День двенадцатый
26 сентября 2054 года, воскресенье
Бледный сентябрьский рассвет давно догорел над Москвой-рекой. На противоположной стороне, над берегом Тереховского острова, стеной высились великанские буки, уступавшие размерами разве что, своим собратьям на Воробьёвых Горах. Набережная, в прежние времена одетая в асфальт, была почти свободна от растительности – филёвские фермеры старались поддерживать в сносном состоянии и её, и дебаркадер, приткнувшийся к берегу ниже по течению. Оттуда доносился смех и задорные женские голоса.
– Чего к пристани-то не пошли? – спросил Коля-Эчемин, выискивая взглядом источник жизнерадостных звуков. – Сейчас бы молочка парного, девчонки сбегают…
– Потому и не пошли, что девчонки. – лениво отозвался егерь. Он улёгся на траву, закинув руки за голову. – Не хочу, чтобы нас лишний раз видели. Пусть думают, что мы двинули к Воробьёвым.
– Всё равно ведь узнают. Деревня, ничего не скроешь…
– Узнают, но не сразу. – Бич глянул на часы и со вздохом переменил позу. – Умар будет через час, и они со Студентом сразу пойдут.
– А ты – назад, к Шмулю?
– Куда ж ещё? Яська затемно прискакала, говорит – к вечеру наши начнут подтягиваться.
Коля-Эчемин заявился в шинок незадолго до рассвета, в точном соответствии с переданными через белку распоряжениями. «Только ради тебя, Бич… – недовольно бурчал он. – В темноте едва днище не пропорол…»
Мастерство не подвело каякера. Участок реки до Филёвской набережной они преодолели меньше, чем за два часа, несмотря на то, что у развалин Живописного моста пришлось вытаскивать пирогу из воды и нести по суше, в обход. А потом возвращаться и тащить охающего и матерящегося егеря. Компресс дяди Вовы помог, воспаления не случилось, но наступать на покалеченную ногу пока не стоило.
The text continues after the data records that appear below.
//! Structured quad patching of four-sided Faces.
//!
//! A Face with one Loop and at least four Edges is blocked into four
//! sides; extra Edges are merged greedily into their best-aligned
//! neighbor at shared Nodes. The four boundary sample sequences frame a
//! structured grid whose interior is delegated to the surface's
//! `interior_quad_fill` and evaluated back onto the surface. Rim
//! cross-references are built with the same edge-connect table used
//! for triangle stitching.

use facet_kernel_math::{Point2, Point3, Vec3};

use crate::error::{Result, TessError};
use crate::params::QuadParams;
use crate::stitch::Connect;
use crate::{Patch, QuadTess, Tessellation};

struct FramePoint {
    uv: Point2,
    xyz: Point3,
    ptype: i32,
    pindex: i32,
}

impl<'m> Tessellation<'m> {
    /// Build structured quad patches for Face `findex` (1-based).
    ///
    /// The Face must carry exactly one Loop of four or more
    /// non-degenerate Edges; opposite blocked sides must hold equal
    /// sample counts. The triangle tessellation remains available
    /// alongside the patches.
    pub fn make_quads(&mut self, findex: usize, params: QuadParams) -> Result<()> {
        self.check_body_has_faces()?;
        if findex < 1 || findex > self.faces.len() {
            return Err(TessError::IndexOutOfRange {
                index: findex as i64,
                lo: 1,
                hi: self.faces.len() as i64,
            });
        }
        let b = &self.topo.bodies[self.body];
        let fid = b.faces[findex - 1];
        let face = &self.topo.faces[fid];
        if face.loops.len() != 1 {
            return Err(TessError::TopologyMismatch(format!(
                "face {} has {} loops",
                findex,
                face.loops.len()
            )));
        }
        let uses = self.topo.loops[face.loops[0]].uses.clone();
        let nedge = uses.len();
        if nedge < 4 {
            return Err(TessError::IndexOutOfRange {
                index: nedge as i64,
                lo: 4,
                hi: i64::MAX,
            });
        }
        let mut eindex = Vec::with_capacity(nedge);
        for lu in &uses {
            let e = self.topo.edge_index(self.body, lu.edge);
            if e == 0 {
                return Err(TessError::NotFound(format!(
                    "edge of face {} not in body",
                    findex
                )));
            }
            if self.edges[e - 1].degenerate {
                return Err(TessError::DegenerateEdge(e));
            }
            if self.edges[e - 1].npts() == 0 {
                return Err(TessError::NoDataYet);
            }
            eindex.push(e);
        }

        // block the loop into 4 sides
        let mut lim = [0usize, 1, 2, 3];
        if nedge > 4 {
            self.quad_loop(&eindex, &uses, params, &mut lim)?;
        }

        // per-side segment counts, in face orientation
        let ftype = face.sense;
        let mut lens = [0usize; 4];
        let mut l = 0usize;
        for (i, &e) in eindex.iter().enumerate() {
            let segs = self.edges[e - 1].npts() - 1;
            if ftype == 1 {
                lens[l] += segs;
            } else {
                lens[3 - l] += segs;
            }
            if l < 3 && lim[l] == i {
                l += 1;
            }
        }
        if lens[0] != lens[2] || lens[1] != lens[3] {
            return Err(TessError::ConstraintViolation(format!(
                "opposite side counts differ: {} vs {}, {} vs {}",
                lens[0], lens[2], lens[1], lens[3]
            )));
        }
        let nu = lens[0] + 1;
        let nv = lens[1] + 1;

        // boundary frame in face orientation
        let mut frame: Vec<FramePoint> = Vec::new();
        for i in 0..nedge {
            let (ui, sense_flip) = if ftype == 1 {
                (i, 1)
            } else {
                (nedge - i - 1, -1)
            };
            let lu = uses[ui];
            let e = eindex[ui];
            let et = &self.edges[e - 1];
            let npts = et.npts();
            let pc = self
                .topo
                .pcurve_for(fid, lu.edge, lu.sense)
                .ok_or_else(|| {
                    TessError::GeometryError(format!(
                        "missing pcurve on face {} edge {}",
                        findex, e
                    ))
                })?;
            let sen = lu.sense * sense_flip;
            if sen == 1 {
                for k in 0..npts - 1 {
                    let (ptype, pindex) = if k == 0 {
                        (0, et.nodes[0] as i32)
                    } else {
                        (k as i32 + 1, e as i32)
                    };
                    frame.push(FramePoint {
                        uv: self.geom.pcurves[pc].evaluate(et.t[k]),
                        xyz: et.xyz[k],
                        ptype,
                        pindex,
                    });
                }
            } else {
                for k in (1..npts).rev() {
                    let (ptype, pindex) = if k == npts - 1 {
                        (0, et.nodes[1] as i32)
                    } else {
                        (k as i32 + 1, e as i32)
                    };
                    frame.push(FramePoint {
                        uv: self.geom.pcurves[pc].evaluate(et.t[k]),
                        xyz: et.xyz[k],
                        ptype,
                        pindex,
                    });
                }
            }
        }
        let npts = frame.len();
        debug_assert_eq!(npts, 2 * (nu - 1) + 2 * (nv - 1));

        // grid of parameter points: boundary from the frame, interior
        // delegated to the surface's quad fill
        let frame_at = |i: usize, j: usize| -> usize {
            if j == 0 {
                i
            } else if i == nu - 1 {
                (nu - 1) + j
            } else if j == nv - 1 {
                (nu - 1) + (nv - 1) + (nu - 1 - i)
            } else {
                (2 * (nu - 1) + (nv - 1) + (nv - 1 - j)) % npts
            }
        };
        let mut grid = vec![Point2::new(0.0, 0.0); nu * nv];
        for j in 0..nv {
            for i in 0..nu {
                if i == 0 || i == nu - 1 || j == 0 || j == nv - 1 {
                    grid[j * nu + i] = frame[frame_at(i, j)].uv;
                }
            }
        }
        let surf = self.geom.surfaces[face.surface].as_ref();
        surf.interior_quad_fill(nu, nv, &mut grid);

        // vertex arrays: frame first, interior after
        let mut out = QuadTess::default();
        for fp in &frame {
            out.xyz.push(fp.xyz);
            out.uv.push(fp.uv);
            out.ptype.push(fp.ptype);
            out.pindex.push(fp.pindex);
        }
        let mut ipts = vec![0i32; nu * nv];
        let mut interior = npts;
        for j in 0..nv {
            for i in 0..nu {
                if i == 0 || i == nu - 1 || j == 0 || j == nv - 1 {
                    ipts[j * nu + i] = frame_at(i, j) as i32 + 1;
                } else {
                    let uv = grid[j * nu + i];
                    out.xyz.push(surf.evaluate(uv).point);
                    out.uv.push(uv);
                    out.ptype.push(-1);
                    out.pindex.push(-1);
                    interior += 1;
                    ipts[j * nu + i] = interior as i32;
                }
            }
        }

        // rim cross-references via the shared connect table
        let nbound = 2 * (nu - 1) + 2 * (nv - 1);
        let mut values = vec![0i32; npts + nbound];
        for (j, v) in values.iter_mut().enumerate().take(npts) {
            *v = -(j as i32 + 1);
        }
        let mut conn = Connect::new(out.xyz.len());
        for j in 0..npts {
            let k1 = j as i32 + 1;
            let k2 = ((j + 1) % npts) as i32 + 1;
            conn.add(k1, k2, j, &mut values, findex);
        }
        // rim quads: bottom, right, top, left (quad q of the (nu-1)×(nv-1) grid)
        let mut k = npts;
        let quad_id = |i: usize, j: usize| (j * (nu - 1) + i) as i32 + 1;
        for i in 0..nu - 1 {
            values[k] = quad_id(i, 0);
            conn.add(ipts[i], ipts[i + 1], k, &mut values, findex);
            k += 1;
        }
        for j in 0..nv - 1 {
            values[k] = quad_id(nu - 2, j);
            conn.add(
                ipts[j * nu + nu - 1],
                ipts[(j + 1) * nu + nu - 1],
                k,
                &mut values,
                findex,
            );
            k += 1;
        }
        for i in 0..nu - 1 {
            values[k] = quad_id(nu - 2 - i, nv - 2);
            conn.add(
                ipts[(nv - 1) * nu + nu - 1 - i],
                ipts[(nv - 1) * nu + nu - 2 - i],
                k,
                &mut values,
                findex,
            );
            k += 1;
        }
        for j in 0..nv - 1 {
            values[k] = quad_id(0, nv - 2 - j);
            conn.add(
                ipts[(nv - 1 - j) * nu],
                ipts[(nv - 2 - j) * nu],
                k,
                &mut values,
                findex,
            );
            k += 1;
        }
        conn.finish(&mut values, findex);

        let bounds = values[npts..].to_vec();
        out.patches.push(Patch {
            nu,
            nv,
            ipts,
            bounds,
        });
        self.quads[findex - 1] = Some(out);
        Ok(())
    }

    /// Merge adjacent Edges into four sides by greatest tangent
    /// alignment at their shared Nodes. `lim` holds the last Edge
    /// position of each side.
    fn quad_loop(
        &self,
        eindex: &[usize],
        uses: &[facet_kernel_topo::LoopUse],
        params: QuadParams,
        lim: &mut [usize; 4],
    ) -> Result<()> {
        let edge_tol = params.effective_edge_tol();
        let mut nside = eindex.len();

        let end_tangent = |pos: usize| -> Vec3 {
            let e = eindex[pos];
            let et = &self.edges[e - 1];
            let n = et.npts();
            let t = if uses[pos].sense == 1 {
                et.xyz[n - 1] - et.xyz[n - 2]
            } else {
                et.xyz[0] - et.xyz[1]
            };
            let d = t.norm();
            if d != 0.0 {
                t / d
            } else {
                t
            }
        };
        let start_tangent = |pos: usize| -> Vec3 {
            let e = eindex[pos];
            let et = &self.edges[e - 1];
            let n = et.npts();
            let t = if uses[pos].sense == 1 {
                et.xyz[1] - et.xyz[0]
            } else {
                et.xyz[n - 2] - et.xyz[n - 1]
            };
            let d = t.norm();
            if d != 0.0 {
                t / d
            } else {
                t
            }
        };

        while nside > 4 {
            let mut dmax = -1.0;
            let mut imax = None;
            for i in 0..4 {
                let dot = end_tangent(lim[i]).dot(&start_tangent(lim[i] + 1));
                if dot > dmax {
                    dmax = dot;
                    imax = Some(i);
                }
            }
            let Some(imax) = imax else {
                return Err(TessError::ConstraintViolation(
                    "no mergeable side junction".into(),
                ));
            };
            if dmax < 1.0 - edge_tol {
                return Err(TessError::ConstraintViolation(format!(
                    "side tangents diverge (dot {:.4})",
                    dmax
                )));
            }
            for i in imax..3 {
                lim[i] = lim[i + 1];
            }
            lim[3] += 1;
            nside -= 1;
        }
        Ok(())
    }
}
Тем не менее, Бич настоял на том, чтобы лично проводить напарника – требовалось, по его словам, проинструктировать Умара насчёт маршрута.
«Проще всего было бы добраться до Воробьёвых гор по реке. – втолковывал он Егору. – Но там берег держат золотолесцы, и встречаться с ними тебе не стоит. Можно высадиться на Бережковской, но к Сетуньскому Стану сейчас тоже лучше не приближаться. Седрика они изгнали, но кто знает, сколько там осталось его сторонников? Так что лучше не рисковать – по суше, конечно, дольше, зато надёжнее. Отсюда пойдёте до Парка Победы, мимо Ближней дачи – есть там такое фермерское поселение. Потом по Минской улице, по Ломоносовскому и прямиком до Главного Здания. Часов за десять-двенадцать должны дойти. В долине Сетуни только осторожнее: там, говорят, шастает зверьё с Крылатских холмов, не хватало ещё напороться на смилодона.»
Яська ждала на набережной. Не дав егерю выбраться из пироги, она обрушила на него ворох новостей.
– Ответили четверо: Нгуен, Савва из Пойминского городища, Вернер с Конезавода и Уочѝви-танцовщица с Богатырского. – перечисляла она, загибая тонкие пальчики. – От остальных пока ничего нет.
– А дядя Вова у Шмуля. – подвёл итог Бич. – Молодчина, Яська, выручила!
Зелёная девчачья физиономия, обрамлённая рыжими волосами, расцвела в улыбке.
– Я-то думал, Яська – твоя персональная почтовая белка. – не удержался от подколки Егор. – А она, оказывается, у всех егерей за начальника почтовой службы!
Зелёная кожа побурела – видимо это заменяло зеленокожим аватаркам румянец смущения.
– И ничего я не служу! Просто девчонки знают, что мы… что я… в общем, что я часто по его заказам летаю, вот и передали.
– Да ладно, чего там… Платят-то хоть хорошо? Не задерживают, как этот жлобяра?
Егерь хлопнул себя ладонью по лбу.
– Точно! Прости, Ясь, я и забыл. Вот, держи, тут всё, что я задолжал.
И протянул белке объёмистый мешочек.
– Жёлуди. – пояснил он в ответ на недоумённый взгляд Егора. – Взял у Шмуля. Он у нас вместо банкира.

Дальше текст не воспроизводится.